まだ進化するハンドリング
アンデルマット周辺でクーペとコンバーティブルに試乗してまず印象に残ったのは、パワートレインやデザインの変革もさることながら、シャシー性能が格段に進化した点にあった。ハンドリングの正確さをさらに向上させるいっぽうで、路面からのショックを的確に吸収するしなやかな足回りは、剛性が高いボディーがあって初めて達成できるもの。その意味でいえば、2チャンバー式エアサスペンションや2バルブ式ダンパーといった足回りの進化だけでなく、ボディー自体にも大きく手を加えることで実現したのが、新型の洗練されたハンドリングであり、乗り心地であるといえるだろう。
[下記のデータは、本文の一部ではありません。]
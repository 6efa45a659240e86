//! Rollback engine integration tests

use std::sync::Arc;

use chrono::{Duration, Utc};

use caravel_control::edge::artifacts::MemoryArtifactStore;
use caravel_control::edge::dns::MemoryDnsProvider;
use caravel_control::edge::functions::MemoryFunctionPlatform;
use caravel_control::edge::routing::MemoryRoutingStore;
use caravel_control::edge::CallLog;
use caravel_control::models::deployment::{Deployment, Revision};
use caravel_control::models::project::{Project, ProjectType};
use caravel_control::models::status::DeploymentStatus;
use caravel_control::models::Environment;
use caravel_control::publish::{BufferSink, Finalizer, GarbageCollector, RollbackEngine};
use caravel_control::registry::{MemoryRegistry, Registry};

struct Harness {
    registry: Arc<MemoryRegistry>,
    routing: Arc<MemoryRoutingStore>,
    artifacts: Arc<MemoryArtifactStore>,
    rollback: RollbackEngine,
}

fn harness() -> Harness {
    let calls = CallLog::new();
    let registry = Arc::new(MemoryRegistry::new());
    let routing = Arc::new(MemoryRoutingStore::with_log(calls.clone()));
    let artifacts = Arc::new(MemoryArtifactStore::with_log(calls.clone()));
    let gc = Arc::new(GarbageCollector::new(registry.clone(), artifacts.clone(), 3));
    let finalizer = Arc::new(Finalizer::new(
        registry.clone(),
        routing.clone(),
        Arc::new(MemoryFunctionPlatform::with_log(calls.clone())),
        Arc::new(MemoryDnsProvider::with_log(calls)),
        gc,
        "caravel.app",
        "ingress.caravel.app",
    ));
    let rollback = RollbackEngine::new(registry.clone(), finalizer);
    Harness {
        registry,
        routing,
        artifacts,
        rollback,
    }
}

async fn insert_deployed(
    registry: &MemoryRegistry,
    project: &Project,
    is_staging: bool,
    age_hours: i64,
) -> Deployment {
    let mut d = Deployment::new(project.id.clone(), Revision::default(), is_staging);
    d.status = DeploymentStatus::Deployed;
    d.created_at = Utc::now() - Duration::hours(age_hours);
    d.published_at = Some(d.created_at);
    registry.insert_deployment(&d).await.unwrap();
    d
}

#[tokio::test]
async fn test_rollback_republishes_target_and_moves_pointer() {
    let h = harness();
    let project = Project::new("docs", ProjectType::Static);
    h.registry.insert_project(&project).await.unwrap();

    let old = insert_deployed(&h.registry, &project, false, 2).await;
    let current = insert_deployed(&h.registry, &project, false, 1).await;
    h.registry
        .set_pointer(&project.id, Environment::Production, &current.id)
        .await
        .unwrap();

    h.rollback
        .rollback(&project.id, &old.id, Environment::Production, &BufferSink::new())
        .await
        .unwrap();

    let project = h.registry.project(&project.id).await.unwrap().unwrap();
    assert_eq!(project.active_deployment_id, Some(old.id.clone()));
    assert_eq!(
        h.routing
            .record_for("docs.caravel.app")
            .unwrap()
            .deployment_id(),
        &old.id
    );

    // The record is reused: timestamps stay, so GC ordering is unchanged.
    let target = h.registry.deployment(&old.id).await.unwrap().unwrap();
    assert_eq!(target.created_at, old.created_at);
    assert_eq!(target.published_at, old.published_at);
    assert_eq!(target.status, DeploymentStatus::Deployed);
}

#[tokio::test]
async fn test_rollback_target_survives_opportunistic_gc() {
    let h = harness();
    let project = Project::new("docs", ProjectType::Static);
    h.registry.insert_project(&project).await.unwrap();

    // Five releases with keep-count 3; the rollback target is the oldest,
    // well outside the keep window.
    let mut deployments = Vec::new();
    for age in (1..=5).rev() {
        deployments.push(insert_deployed(&h.registry, &project, false, age).await);
    }
    let oldest = deployments.first().unwrap().clone();
    let newest = deployments.last().unwrap().clone();
    h.registry
        .set_pointer(&project.id, Environment::Production, &newest.id)
        .await
        .unwrap();

    h.rollback
        .rollback(&project.id, &oldest.id, Environment::Production, &BufferSink::new())
        .await
        .unwrap();

    // The GC pass that follows the publish must see the moved pointer:
    // the freshly activated target stays deployed and its artifact stays
    // in storage.
    let target = h.registry.deployment(&oldest.id).await.unwrap().unwrap();
    assert_eq!(target.status, DeploymentStatus::Deployed);
    assert!(!h
        .artifacts
        .deleted_prefixes()
        .contains(&format!("sites/docs/{}", oldest.id)));

    let project = h.registry.project(&project.id).await.unwrap().unwrap();
    assert_eq!(project.active_deployment_id, Some(oldest.id.clone()));

    // The second-oldest release is unprotected and does get collected.
    let second = h.registry.deployment(&deployments[1].id).await.unwrap().unwrap();
    assert_eq!(second.status, DeploymentStatus::Purged);
}

#[tokio::test]
async fn test_rollback_rejects_unknown_target() {
    let h = harness();
    let project = Project::new("docs", ProjectType::Static);
    h.registry.insert_project(&project).await.unwrap();

    let orphan = Deployment::new(project.id.clone(), Revision::default(), false);
    let err = h
        .rollback
        .rollback(&project.id, &orphan.id, Environment::Production, &BufferSink::new())
        .await
        .unwrap_err();
    assert_eq!(err.kind(), "not_found");
}

#[tokio::test]
async fn test_rollback_rejects_foreign_deployment() {
    let h = harness();
    let ours = Project::new("docs", ProjectType::Static);
    let theirs = Project::new("blog", ProjectType::Static);
    h.registry.insert_project(&ours).await.unwrap();
    h.registry.insert_project(&theirs).await.unwrap();

    let foreign = insert_deployed(&h.registry, &theirs, false, 1).await;
    let err = h
        .rollback
        .rollback(&ours.id, &foreign.id, Environment::Production, &BufferSink::new())
        .await
        .unwrap_err();
    assert_eq!(err.kind(), "precondition_failed");
}

#[tokio::test]
async fn test_rollback_rejects_environment_mismatch() {
    let h = harness();
    let project = Project::new("docs", ProjectType::Static);
    h.registry.insert_project(&project).await.unwrap();

    let staging = insert_deployed(&h.registry, &project, true, 1).await;
    let err = h
        .rollback
        .rollback(&project.id, &staging.id, Environment::Production, &BufferSink::new())
        .await
        .unwrap_err();
    assert_eq!(err.kind(), "precondition_failed");
}

#[tokio::test]
async fn test_rollback_rejects_non_deployed_target() {
    let h = harness();
    let project = Project::new("docs", ProjectType::Static);
    h.registry.insert_project(&project).await.unwrap();

    let mut failed = Deployment::new(project.id.clone(), Revision::default(), false);
    failed.status = DeploymentStatus::Failed;
    h.registry.insert_deployment(&failed).await.unwrap();

    let err = h
        .rollback
        .rollback(&project.id, &failed.id, Environment::Production, &BufferSink::new())
        .await
        .unwrap_err();
    assert_eq!(err.kind(), "precondition_failed");
}

#[tokio::test]
async fn test_rollback_rejects_already_active_target() {
    let h = harness();
    let project = Project::new("docs", ProjectType::Static);
    h.registry.insert_project(&project).await.unwrap();

    let current = insert_deployed(&h.registry, &project, false, 1).await;
    h.registry
        .set_pointer(&project.id, Environment::Production, &current.id)
        .await
        .unwrap();

    let err = h
        .rollback
        .rollback(&project.id, &current.id, Environment::Production, &BufferSink::new())
        .await
        .unwrap_err();
    assert_eq!(err.kind(), "precondition_failed");
}

#[tokio::test]
async fn test_rollback_rejects_while_publish_in_flight() {
    let h = harness();
    let project = Project::new("docs", ProjectType::Static);
    h.registry.insert_project(&project).await.unwrap();

    let old = insert_deployed(&h.registry, &project, false, 2).await;
    let current = insert_deployed(&h.registry, &project, false, 1).await;
    h.registry
        .set_pointer(&project.id, Environment::Production, &current.id)
        .await
        .unwrap();

    let mut in_flight = Deployment::new(project.id.clone(), Revision::default(), false);
    in_flight.status = DeploymentStatus::Building;
    h.registry.insert_deployment(&in_flight).await.unwrap();

    let err = h
        .rollback
        .rollback(&project.id, &old.id, Environment::Production, &BufferSink::new())
        .await
        .unwrap_err();
    assert_eq!(err.kind(), "precondition_failed");

    // A staging build does not block a production rollback.
    let mut staging_build = Deployment::new(project.id.clone(), Revision::default(), true);
    staging_build.status = DeploymentStatus::Building;
    h.registry.insert_deployment(&staging_build).await.unwrap();
    h.registry
        .transition_deployment(&in_flight.id, DeploymentStatus::Cancelled, None)
        .await
        .unwrap();

    h.rollback
        .rollback(&project.id, &old.id, Environment::Production, &BufferSink::new())
        .await
        .unwrap();
}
しかも、新型コンチネンタルGTは電子制御式4WDシステムや電子制御式アクティブアンチロールバーを先代から受け継ぐいっぽう、四輪操舵システムにくわえて後車軸に電子制御式リミテッドスリップデフを新採用。快適性を損なうことなくより機敏なハンドリングを実現する数々の電子デバイスを手に入れたのである。おかげで、アンデルマット周辺の九十九折りでも、2.5トンに迫る空車重を意識させない軽快なハンドリングを披露したのである。
もちろん、インテリアの仕上がりも従来型を上回るもので、凝った作りや優れた質感には大いに目を見張らされた。引き続きベントレーのもっとも重要な特質のひとつといって間違いないだろう。
ベントレーも完全電動化は見直し
ところで、今回の試乗会ではベントレーの電動化戦略に関する重大な発表があった。
彼らは2020年に発表した“ビヨンド100”のなかで、2030年までに完全なEVメーカーになることを宣言していたが、これを取り下げ、2030年の時点でもプラグイン・ハイブリッド・モデルを生産している可能性を示唆したのである。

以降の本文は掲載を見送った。